Ciò premesso il Collegio ritiene che il regime di
tassazione separata debba escludersi ogni qualvolta la corresponsione degli
emolumenti in un periodo di imposta successivo superi il “ritardo
fisiologico” – facendo proprie le considerazioni sviluppate al riguardo
nella precedente decisione di questa Corte (Cass
2020 nr 3585).

Ritardo fisiologico che va individuato, in assenza
di una precisa indicazione normativa non rinvenibile nel testo del D.Lgs. n. 545 del 1992, cit., art.
13, attraverso l’intervento surrogatorio di questo Giudice, che trova
legittimazione nell’art. 1183 c.c., 97 Cost..

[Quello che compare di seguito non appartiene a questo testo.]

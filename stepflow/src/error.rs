//! Error types for the execution engine and the persistence shell

use std::path::PathBuf;

/// Failures surfaced by engine operations
///
/// Provider-call failures are not represented here: the engine converts them
/// into the step's `error` field and a log entry instead of propagating them.
#[derive(Debug, thiserror::Error)]
pub enum EngineError {
    #[error("another step is already running")]
    Busy,
    #[error("step index {0} is out of range")]
    IndexOutOfRange(usize),
    #[error("no provider registered for model `{0}`")]
    UnknownProvider(String),
    #[error("step `{0}` is not awaiting review")]
    StepNotPaused(String),
    #[error("workflow is already complete")]
    WorkflowComplete,
}

/// Snapshot load/save failures
///
/// Always recoverable: a failed load falls back to the default initial state
/// and a failed save is logged, never allowed to block workflow progress.
#[derive(Debug, thiserror::Error)]
pub enum PersistenceError {
    #[error("failed to access snapshot at {path}: {source}")]
    Io {
        path: PathBuf,
        #[source]
        source: std::io::Error,
    },
    #[error("snapshot is not valid JSON: {0}")]
    Serde(#[from] serde_json::Error),
    #[error("snapshot rejected: {0}")]
    Invalid(String),
}
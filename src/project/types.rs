use std::fmt;
use std::str::FromStr;

use serde::{Deserialize, Deserializer, Serialize, Serializer};

/// An opaque RGB colour. Serialized as `#RRGGBB`.
#[derive(Debug, Clone, Copy, PartialEq, Eq, Hash)]
pub struct RgbColor(pub [u8; 3]);

impl RgbColor {
    pub const WHITE: Self = Self([255, 255, 255]);
    pub const BLACK: Self = Self([0, 0, 0]);

    /// The colour as a fully opaque RGBA pixel
    pub fn to_rgba(self) -> [u8; 4] {
        let [r, g, b] = self.0;
        [r, g, b, 255]
    }
}

impl Default for RgbColor {
    fn default() -> Self {
        Self::WHITE
    }
}

impl fmt::Display for RgbColor {
    fn fmt(&self, f: &mut fmt::Formatter<'_>) -> fmt::Result {
        let [r, g, b] = self.0;
        write!(f, "#{:02X}{:02X}{:02X}", r, g, b)
    }
}

impl FromStr for RgbColor {
    type Err = String;

    /// Accepts `#RRGGBB`, `RRGGBB` and the `#RGB` shorthand
    fn from_str(s: &str) -> Result<Self, Self::Err> {
        let hex = s.trim().trim_start_matches('#');
        if !hex.is_ascii() {
            return Err(format!("invalid colour '{}'", s));
        }
        let expanded: String = match hex.len() {
            3 => hex.chars().flat_map(|c| [c, c]).collect(),
            6 => hex.to_string(),
            _ => return Err(format!("invalid colour '{}'", s)),
        };

        let channel = |i: usize| {
            u8::from_str_radix(&expanded[i..i + 2], 16)
                .map_err(|_| format!("invalid colour '{}'", s))
        };

        Ok(Self([channel(0)?, channel(2)?, channel(4)?]))
    }
}

impl Serialize for RgbColor {
    fn serialize<S: Serializer>(&self, serializer: S) -> Result<S::Ok, S::Error> {
        serializer.serialize_str(&self.to_string())
    }
}

impl<'de> Deserialize<'de> for RgbColor {
    fn deserialize<D: Deserializer<'de>>(deserializer: D) -> Result<Self, D::Error> {
        let s = String::deserialize(deserializer)?;
        s.parse().map_err(serde::de::Error::custom)
    }
}

/// Direction of travel for slide transitions
#[derive(Debug, Clone, Copy, PartialEq, Eq, Hash)]
pub enum SlideDirection {
    /// Incoming frame enters at the right edge and travels left
    Left,
    /// Incoming frame enters at the left edge and travels right
    Right,
    /// Incoming frame enters at the bottom edge and travels up
    Up,
    /// Incoming frame enters at the top edge and travels down
    Down,
}

/// The kind of synthetic frames inserted between two source frames
#[derive(Debug, Clone, Copy, PartialEq, Eq, Hash, Default, Serialize, Deserialize)]
#[serde(rename_all = "camelCase")]
pub enum TransitionKind {
    #[default]
    None,
    Crossfade,
    FadeToWhite,
    FadeToBlack,
    SlideLeft,
    SlideRight,
    SlideUp,
    SlideDown,
}

/// Pixel operation a transition kind resolves to
#[derive(Debug, Clone, Copy, PartialEq, Eq)]
pub enum Effect {
    Crossfade,
    FadeThrough(RgbColor),
    Slide(SlideDirection),
}

impl TransitionKind {
    /// The pixel operation for this kind, `None` for hard cuts
    pub fn effect(self) -> Option<Effect> {
        match self {
            Self::None => None,
            Self::Crossfade => Some(Effect::Crossfade),
            Self::FadeToWhite => Some(Effect::FadeThrough(RgbColor::WHITE)),
            Self::FadeToBlack => Some(Effect::FadeThrough(RgbColor::BLACK)),
            Self::SlideLeft => Some(Effect::Slide(SlideDirection::Left)),
            Self::SlideRight => Some(Effect::Slide(SlideDirection::Right)),
            Self::SlideUp => Some(Effect::Slide(SlideDirection::Up)),
            Self::SlideDown => Some(Effect::Slide(SlideDirection::Down)),
        }
    }
}

/// Transition applied to every gap between consecutive source frames
#[derive(Debug, Clone, Copy, PartialEq, Eq, Default, Serialize, Deserialize)]
#[serde(rename_all = "camelCase", default)]
pub struct TransitionSpec {
    #[serde(rename = "type")]
    pub kind: TransitionKind,

    /// Total time spent in synthetic frames for one gap
    #[serde(alias = "transitionTime")]
    pub duration_ms: u32,

    /// Synthetic frames per gap
    pub steps: u32,
}

impl TransitionSpec {
    pub fn new(kind: TransitionKind, duration_ms: u32, steps: u32) -> Self {
        Self { kind, duration_ms, steps }
    }

    /// Whether any synthetic frames are inserted between a pair
    pub fn is_active(&self) -> bool {
        self.kind != TransitionKind::None && self.duration_ms > 0 && self.steps > 0
    }
}

/// One user-supplied still image and how long it stays on screen
#[derive(Debug, Clone, PartialEq, Eq, Serialize, Deserialize)]
pub struct SourceFrame {
    #[serde(default, skip_serializing_if = "Option::is_none")]
    pub id: Option<String>,

    /// Reference to a previously uploaded image, resolved by the store
    #[serde(rename = "file", alias = "imageRef")]
    pub image_ref: String,

    /// Display duration in milliseconds. Signed so that bad input reaches validation.
    #[serde(rename = "duration", alias = "durationMs", default = "default_duration_ms")]
    pub duration_ms: i64,
}

fn default_duration_ms() -> i64 {
    100
}

impl SourceFrame {
    pub fn new<S: Into<String>>(image_ref: S, duration_ms: u32) -> Self {
        Self {
            id: None,
            image_ref: image_ref.into(),
            duration_ms: i64::from(duration_ms),
        }
    }

    /// Name used in logs and errors: the id when present, else the image reference
    pub fn label(&self) -> &str {
        self.id.as_deref().unwrap_or(&self.image_ref)
    }

    /// The validated duration. Only meaningful after `Project::validate`.
    pub fn display_duration_ms(&self) -> u32 {
        u32::try_from(self.duration_ms).unwrap_or(0)
    }
}

/// Output settings for one project
#[derive(Debug, Clone, PartialEq, Eq, Serialize, Deserialize)]
#[serde(rename_all = "camelCase", default)]
pub struct RenderSettings {
    /// Explicit canvas width. With `height`, overrides the first frame's size.
    #[serde(skip_serializing_if = "Option::is_none")]
    pub width: Option<u32>,

    #[serde(skip_serializing_if = "Option::is_none")]
    pub height: Option<u32>,

    /// Percentage applied to the canvas size (10-100)
    pub scale: u32,

    /// Loop count, 0 loops forever
    #[serde(rename = "loop")]
    pub loop_count: u16,

    /// Keep one-bit transparency instead of flattening onto the background
    pub transparent: bool,

    pub background_color: RgbColor,

    /// Alpha below this becomes transparent in transparent mode
    pub alpha_threshold: u8,

    pub transition: TransitionSpec,
}

impl Default for RenderSettings {
    fn default() -> Self {
        Self {
            width: None,
            height: None,
            scale: 100,
            loop_count: 0,
            transparent: false,
            background_color: RgbColor::WHITE,
            alpha_threshold: 128,
            transition: TransitionSpec::default(),
        }
    }
}

impl RenderSettings {
    /// Explicit canvas size when both axes are set
    pub fn explicit_size(&self) -> Option<(u32, u32)> {
        self.width.zip(self.height)
    }

    /// Apply `scale` to a base size, rounding half-up and never going below one pixel
    pub fn scaled(&self, base: (u32, u32)) -> (u32, u32) {
        let apply = |v: u32| ((u64::from(v) * u64::from(self.scale) + 50) / 100).max(1) as u32;
        (apply(base.0), apply(base.1))
    }
}
// src/transitions/blend.rs - crossfade and fade-through-colour
//
// Both blends interpolate all four channels linearly:
//
//   out = A * (1 - p) + B * p
//
// computed as A + (B - A) * p so that p=0 reproduces A and p=1 reproduces B bit for bit.
// Results are rounded half-up.
//
// fade_through runs two crossfades back to back through a solid colour C:
//
//   p in [0, 0.5]  ->  crossfade(A, C, 2p)
//   p in (0.5, 1]  ->  crossfade(C, B, 2p - 1)
//
// which pins p=0.5 to exactly C.

use crate::error::Result;
use crate::frame::CanonicalBuffer;
use crate::project::RgbColor;

use super::{clamp_progress, ensure_same_size, round_half_up};

/// Linear blend of every channel from `a` (p=0) to `b` (p=1)
pub fn crossfade(a: &CanonicalBuffer, b: &CanonicalBuffer, progress: f64) -> Result<CanonicalBuffer> {
    ensure_same_size(a, b)?;
    let p = clamp_progress(progress);

    let mut out = a.as_image().clone();
    for (dst, &bv) in out.iter_mut().zip(b.as_raw()) {
        *dst = lerp(*dst, bv, p);
    }

    Ok(CanonicalBuffer::new(out))
}

/// Fade from `a` into a solid colour, then from that colour into `b`
pub fn fade_through(
    a: &CanonicalBuffer,
    b: &CanonicalBuffer,
    progress: f64,
    color: RgbColor,
) -> Result<CanonicalBuffer> {
    ensure_same_size(a, b)?;
    let p = clamp_progress(progress);
    let solid = CanonicalBuffer::new_filled(a.width(), a.height(), color.to_rgba());

    if p <= 0.5 {
        crossfade(a, &solid, p * 2.0)
    } else {
        crossfade(&solid, b, (p - 0.5) * 2.0)
    }
}

fn lerp(a: u8, b: u8, p: f64) -> u8 {
    let a = f64::from(a);
    let b = f64::from(b);
    round_half_up(a + (b - a) * p).clamp(0.0, 255.0) as u8
}

#[cfg(test)]
mod tests {
    use super::*;
    use rand::{rngs::SmallRng, Rng, SeedableRng};

    fn random_buffer(rng: &mut SmallRng, width: u32, height: u32) -> CanonicalBuffer {
        CanonicalBuffer::from_fn(width, height, |_, _| rng.gen())
    }

    #[test]
    fn test_crossfade_endpoints_are_exact() {
        let mut rng = SmallRng::seed_from_u64(7);
        for _ in 0..20 {
            let a = random_buffer(&mut rng, 9, 5);
            let b = random_buffer(&mut rng, 9, 5);
            assert_eq!(crossfade(&a, &b, 0.0).unwrap(), a);
            assert_eq!(crossfade(&a, &b, 1.0).unwrap(), b);
        }
    }

    #[test]
    fn test_crossfade_midpoint_rounds_half_up() {
        let a = CanonicalBuffer::new_filled(1, 1, [0, 10, 255, 1]);
        let b = CanonicalBuffer::new_filled(1, 1, [255, 11, 0, 0]);
        // 127.5 -> 128, 10.5 -> 11, 127.5 -> 128, 0.5 -> 1
        assert_eq!(crossfade(&a, &b, 0.5).unwrap().get_pixel(0, 0), [128, 11, 128, 1]);
    }

    #[test]
    fn test_crossfade_clamps_progress() {
        let a = CanonicalBuffer::new_filled(2, 2, [1, 2, 3, 4]);
        let b = CanonicalBuffer::new_filled(2, 2, [200, 200, 200, 200]);
        assert_eq!(crossfade(&a, &b, -3.0).unwrap(), a);
        assert_eq!(crossfade(&a, &b, 7.5).unwrap(), b);
    }

    #[test]
    fn test_crossfade_size_mismatch() {
        let a = CanonicalBuffer::new_transparent(2, 2);
        let b = CanonicalBuffer::new_transparent(2, 3);
        assert!(crossfade(&a, &b, 0.5).is_err());
    }

    #[test]
    fn test_fade_through_midpoint_is_solid() {
        let mut rng = SmallRng::seed_from_u64(11);
        let a = random_buffer(&mut rng, 6, 4);
        let b = random_buffer(&mut rng, 6, 4);

        for color in [RgbColor::WHITE, RgbColor::BLACK] {
            let mid = fade_through(&a, &b, 0.5, color).unwrap();
            let expected = color.to_rgba();
            for pixel in mid.as_image().pixels() {
                for (got, want) in pixel.0.iter().zip(expected) {
                    assert!((*got as i32 - want as i32).abs() <= 1);
                }
            }
        }
    }

    #[test]
    fn test_fade_through_endpoints() {
        let mut rng = SmallRng::seed_from_u64(3);
        let a = random_buffer(&mut rng, 5, 5);
        let b = random_buffer(&mut rng, 5, 5);
        assert_eq!(fade_through(&a, &b, 0.0, RgbColor::BLACK).unwrap(), a);
        assert_eq!(fade_through(&a, &b, 1.0, RgbColor::BLACK).unwrap(), b);
    }

    #[test]
    fn test_fade_to_white_quarter() {
        let a = CanonicalBuffer::new_filled(1, 1, [0, 0, 0, 255]);
        let b = CanonicalBuffer::new_filled(1, 1, [0, 0, 0, 255]);
        // p=0.25 is halfway from A to white
        let quarter = fade_through(&a, &b, 0.25, RgbColor::WHITE).unwrap();
        assert_eq!(quarter.get_pixel(0, 0), [128, 128, 128, 255]);
    }
}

Ora non è contestato che i compensi variabili dei
giudici tributari, in linea generale, vengono liquidati con una cadenza
all’incirca trimestrale; del resto, la controversia riguarda esclusivamente i
compensi variabili per l’attività espletata nell’ultimo trimestre dell’anno,
che include il mese di dicembre, sicché, necessariamente, il tempo occorrente
per l’espletamento delle procedure di quantificazione e liquidazione determina
lo spostamento del termine di effettiva percezione nell’anno successivo a
quello di maturazione.

Ciò posto considerato che nel caso in esame i
compensi si riferiscono all’ultimo trimestre del 2010 (periodo 1 ottobre – 31
dicembre), ritiene il Collegio che un termine possa ragionevolmente
individuarsi, in aggiunta a quello fissato come iniziale dalla suddetta
Direttiva (dopo il 15 gennaio), in quello di 120 giorni, in parametro con
quello previsto, dopo la novella del 2000 (L. n. 388 del 2000, art. 147), dal
D.L. 31 dicembre 1996, n. 669, art.
14 (in tema di esecuzioni forzata nei confronti di pubbliche
amministrazioni), quale idoneo spatium adimplendi da concedere
all’Amministrazione per l’approntamento dei controlli e dei mezzi finanziari
occorrenti al pagamento dei compensi variabili.

Se quel termine è ritenuto congruo dal legislatore
per svolgere un complesso e impegnativo insieme di attività necessario per
eseguire un provvedimento giudiziario nella patologia dei rapporti con i
privati, può ragionevolmente desumersi che lo spazio temporale relativo ai
problemi derivanti dai plurimi controlli predisposti dal MEF nella ridetta
Direttiva (e positivamente apprezzabili ex art. 97
Cost.), ben possa essere similmente contenuto nel menzionato arco
cronologico di 120 giorni ulteriori, salvo circostanze eccezionali di cui sia
data rigorosa prova (v. Cass. sez. un. 15/07/2016, n. 14594, per un caso
d’individuazione “pretoria” di termini processuali).

E’ pertanto necessario alla luce dei principi sopra
indicati riesaminare la controversia accertando se nel caso di specie sia stato
superato il precisato termine, entro il quale l’Amministrazione è obbligata a
provvedere al pagamento.

La sentenza va cassata e rinviata alla CTR della
Campania che in diversa composizione dovrà anche statuire sulle spese del
giudizio di legittimità.

 

P.Q.M.

 

Accoglie il ricorso cassa la decisione impugnata e
rinvio alla CTR della Campania, sez distaccata di Salerno, in diversa
composizione, anche per le spese del giudizio di legittimità.